### YOUR GOAL
Search the data for the string "AtomicOrdering" and extract every line where it appears.

[Dataset entries]
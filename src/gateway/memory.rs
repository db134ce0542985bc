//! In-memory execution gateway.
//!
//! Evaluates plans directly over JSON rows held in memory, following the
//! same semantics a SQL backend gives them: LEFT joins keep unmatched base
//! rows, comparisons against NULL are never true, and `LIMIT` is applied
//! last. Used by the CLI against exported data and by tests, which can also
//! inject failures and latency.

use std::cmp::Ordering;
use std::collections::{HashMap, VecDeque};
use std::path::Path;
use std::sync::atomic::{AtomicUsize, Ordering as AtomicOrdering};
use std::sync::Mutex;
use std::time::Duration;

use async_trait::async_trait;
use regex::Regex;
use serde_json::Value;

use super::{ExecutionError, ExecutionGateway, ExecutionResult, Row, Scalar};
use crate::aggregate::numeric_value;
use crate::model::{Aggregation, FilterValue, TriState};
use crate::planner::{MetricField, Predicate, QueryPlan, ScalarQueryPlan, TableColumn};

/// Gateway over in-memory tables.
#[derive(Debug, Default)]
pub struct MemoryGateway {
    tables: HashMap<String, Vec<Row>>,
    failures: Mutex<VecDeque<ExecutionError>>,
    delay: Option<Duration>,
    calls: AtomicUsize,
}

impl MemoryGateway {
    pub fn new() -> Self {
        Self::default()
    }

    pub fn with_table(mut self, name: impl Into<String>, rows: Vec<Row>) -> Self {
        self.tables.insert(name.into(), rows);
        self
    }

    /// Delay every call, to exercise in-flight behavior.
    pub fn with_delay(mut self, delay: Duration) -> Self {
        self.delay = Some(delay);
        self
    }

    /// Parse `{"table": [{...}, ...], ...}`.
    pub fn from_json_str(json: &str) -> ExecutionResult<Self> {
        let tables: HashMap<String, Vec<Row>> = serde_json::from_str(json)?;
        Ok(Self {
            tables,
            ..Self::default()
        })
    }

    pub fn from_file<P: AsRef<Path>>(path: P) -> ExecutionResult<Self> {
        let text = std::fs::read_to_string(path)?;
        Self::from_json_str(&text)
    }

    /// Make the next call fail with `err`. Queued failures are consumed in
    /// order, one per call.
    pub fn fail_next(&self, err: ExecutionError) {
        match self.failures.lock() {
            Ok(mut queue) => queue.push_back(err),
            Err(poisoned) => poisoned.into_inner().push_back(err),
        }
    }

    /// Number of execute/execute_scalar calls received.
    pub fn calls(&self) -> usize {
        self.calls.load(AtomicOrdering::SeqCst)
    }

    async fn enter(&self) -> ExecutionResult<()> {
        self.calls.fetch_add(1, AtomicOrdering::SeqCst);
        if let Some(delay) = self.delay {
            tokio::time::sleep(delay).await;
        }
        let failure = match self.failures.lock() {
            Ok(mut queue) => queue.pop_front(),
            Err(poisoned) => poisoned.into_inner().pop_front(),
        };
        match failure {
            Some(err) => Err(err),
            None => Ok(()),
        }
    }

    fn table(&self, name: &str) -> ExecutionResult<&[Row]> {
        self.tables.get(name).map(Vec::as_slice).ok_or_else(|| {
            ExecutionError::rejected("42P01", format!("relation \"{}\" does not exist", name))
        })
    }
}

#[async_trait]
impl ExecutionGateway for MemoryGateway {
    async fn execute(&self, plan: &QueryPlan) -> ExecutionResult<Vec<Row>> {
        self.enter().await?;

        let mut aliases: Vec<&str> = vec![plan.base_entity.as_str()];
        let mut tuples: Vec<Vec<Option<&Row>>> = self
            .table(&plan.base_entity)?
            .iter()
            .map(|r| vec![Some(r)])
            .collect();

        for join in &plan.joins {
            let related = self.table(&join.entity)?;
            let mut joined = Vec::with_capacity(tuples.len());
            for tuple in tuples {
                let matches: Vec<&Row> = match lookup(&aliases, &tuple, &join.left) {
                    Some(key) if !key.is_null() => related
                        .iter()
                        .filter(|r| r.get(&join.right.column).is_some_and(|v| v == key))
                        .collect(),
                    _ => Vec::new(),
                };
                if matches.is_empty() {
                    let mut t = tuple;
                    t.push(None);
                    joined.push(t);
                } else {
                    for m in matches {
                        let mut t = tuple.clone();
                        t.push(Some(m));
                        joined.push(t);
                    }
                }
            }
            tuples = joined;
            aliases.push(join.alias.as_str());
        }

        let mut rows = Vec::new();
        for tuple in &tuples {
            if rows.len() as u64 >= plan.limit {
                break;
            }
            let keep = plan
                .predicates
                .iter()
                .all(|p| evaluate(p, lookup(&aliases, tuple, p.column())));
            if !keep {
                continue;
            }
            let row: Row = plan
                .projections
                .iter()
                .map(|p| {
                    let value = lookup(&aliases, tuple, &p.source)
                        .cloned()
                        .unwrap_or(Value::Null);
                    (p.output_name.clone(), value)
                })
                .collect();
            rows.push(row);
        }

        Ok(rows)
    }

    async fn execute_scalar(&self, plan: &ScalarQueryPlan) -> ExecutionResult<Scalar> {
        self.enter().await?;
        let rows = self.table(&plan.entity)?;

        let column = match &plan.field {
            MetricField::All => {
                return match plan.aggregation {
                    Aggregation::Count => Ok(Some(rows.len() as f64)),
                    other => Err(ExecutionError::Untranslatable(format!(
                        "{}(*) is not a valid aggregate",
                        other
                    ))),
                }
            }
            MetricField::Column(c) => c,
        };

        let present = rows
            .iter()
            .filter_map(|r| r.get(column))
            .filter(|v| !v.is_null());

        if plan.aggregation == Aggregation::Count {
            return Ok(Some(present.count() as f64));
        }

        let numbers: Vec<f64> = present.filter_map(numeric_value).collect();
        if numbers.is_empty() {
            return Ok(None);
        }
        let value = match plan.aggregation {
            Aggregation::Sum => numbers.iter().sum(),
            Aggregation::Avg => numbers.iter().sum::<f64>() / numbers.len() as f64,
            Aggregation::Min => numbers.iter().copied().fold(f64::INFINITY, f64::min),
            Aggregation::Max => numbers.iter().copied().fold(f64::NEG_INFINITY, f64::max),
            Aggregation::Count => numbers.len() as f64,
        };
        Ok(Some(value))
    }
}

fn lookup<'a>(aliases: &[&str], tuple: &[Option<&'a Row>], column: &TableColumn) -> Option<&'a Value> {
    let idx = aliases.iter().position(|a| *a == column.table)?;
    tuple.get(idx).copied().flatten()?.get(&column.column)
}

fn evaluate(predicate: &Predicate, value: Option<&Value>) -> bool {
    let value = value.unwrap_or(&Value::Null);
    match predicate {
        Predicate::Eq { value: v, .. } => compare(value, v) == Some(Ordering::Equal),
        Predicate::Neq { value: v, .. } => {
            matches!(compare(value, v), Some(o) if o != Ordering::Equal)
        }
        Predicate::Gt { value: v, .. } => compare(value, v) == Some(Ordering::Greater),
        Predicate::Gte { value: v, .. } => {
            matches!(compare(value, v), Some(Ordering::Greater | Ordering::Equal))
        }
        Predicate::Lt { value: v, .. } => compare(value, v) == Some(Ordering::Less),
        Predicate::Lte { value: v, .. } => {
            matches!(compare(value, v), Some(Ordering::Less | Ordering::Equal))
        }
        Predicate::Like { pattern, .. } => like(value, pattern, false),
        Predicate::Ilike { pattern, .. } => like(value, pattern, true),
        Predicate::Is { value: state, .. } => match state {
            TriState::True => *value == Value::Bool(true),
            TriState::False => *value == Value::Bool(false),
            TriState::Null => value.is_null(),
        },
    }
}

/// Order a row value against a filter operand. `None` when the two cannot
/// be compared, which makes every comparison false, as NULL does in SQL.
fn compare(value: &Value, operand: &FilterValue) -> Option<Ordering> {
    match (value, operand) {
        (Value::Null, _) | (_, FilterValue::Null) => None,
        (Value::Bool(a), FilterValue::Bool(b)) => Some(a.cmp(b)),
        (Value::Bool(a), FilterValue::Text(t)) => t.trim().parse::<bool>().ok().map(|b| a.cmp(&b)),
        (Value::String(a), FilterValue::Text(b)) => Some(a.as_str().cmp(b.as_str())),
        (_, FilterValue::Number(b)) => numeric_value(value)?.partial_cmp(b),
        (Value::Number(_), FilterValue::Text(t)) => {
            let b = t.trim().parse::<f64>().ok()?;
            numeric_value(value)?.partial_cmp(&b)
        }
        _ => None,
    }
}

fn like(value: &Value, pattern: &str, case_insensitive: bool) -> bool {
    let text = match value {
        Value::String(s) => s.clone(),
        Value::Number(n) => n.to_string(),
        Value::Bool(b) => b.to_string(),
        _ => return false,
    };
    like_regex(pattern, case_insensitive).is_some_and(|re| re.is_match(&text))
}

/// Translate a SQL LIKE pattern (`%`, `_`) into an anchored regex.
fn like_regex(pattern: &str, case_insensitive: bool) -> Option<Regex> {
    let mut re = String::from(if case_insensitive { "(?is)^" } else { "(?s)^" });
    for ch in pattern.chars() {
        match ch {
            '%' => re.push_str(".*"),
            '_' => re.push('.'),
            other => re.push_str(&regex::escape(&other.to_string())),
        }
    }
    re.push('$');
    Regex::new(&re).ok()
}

### REPLY
use std::sync::atomic::{AtomicUsize, Ordering as AtomicOrdering};
        self.calls.load(AtomicOrdering::SeqCst)
        self.calls.fetch_add(1, AtomicOrdering::SeqCst);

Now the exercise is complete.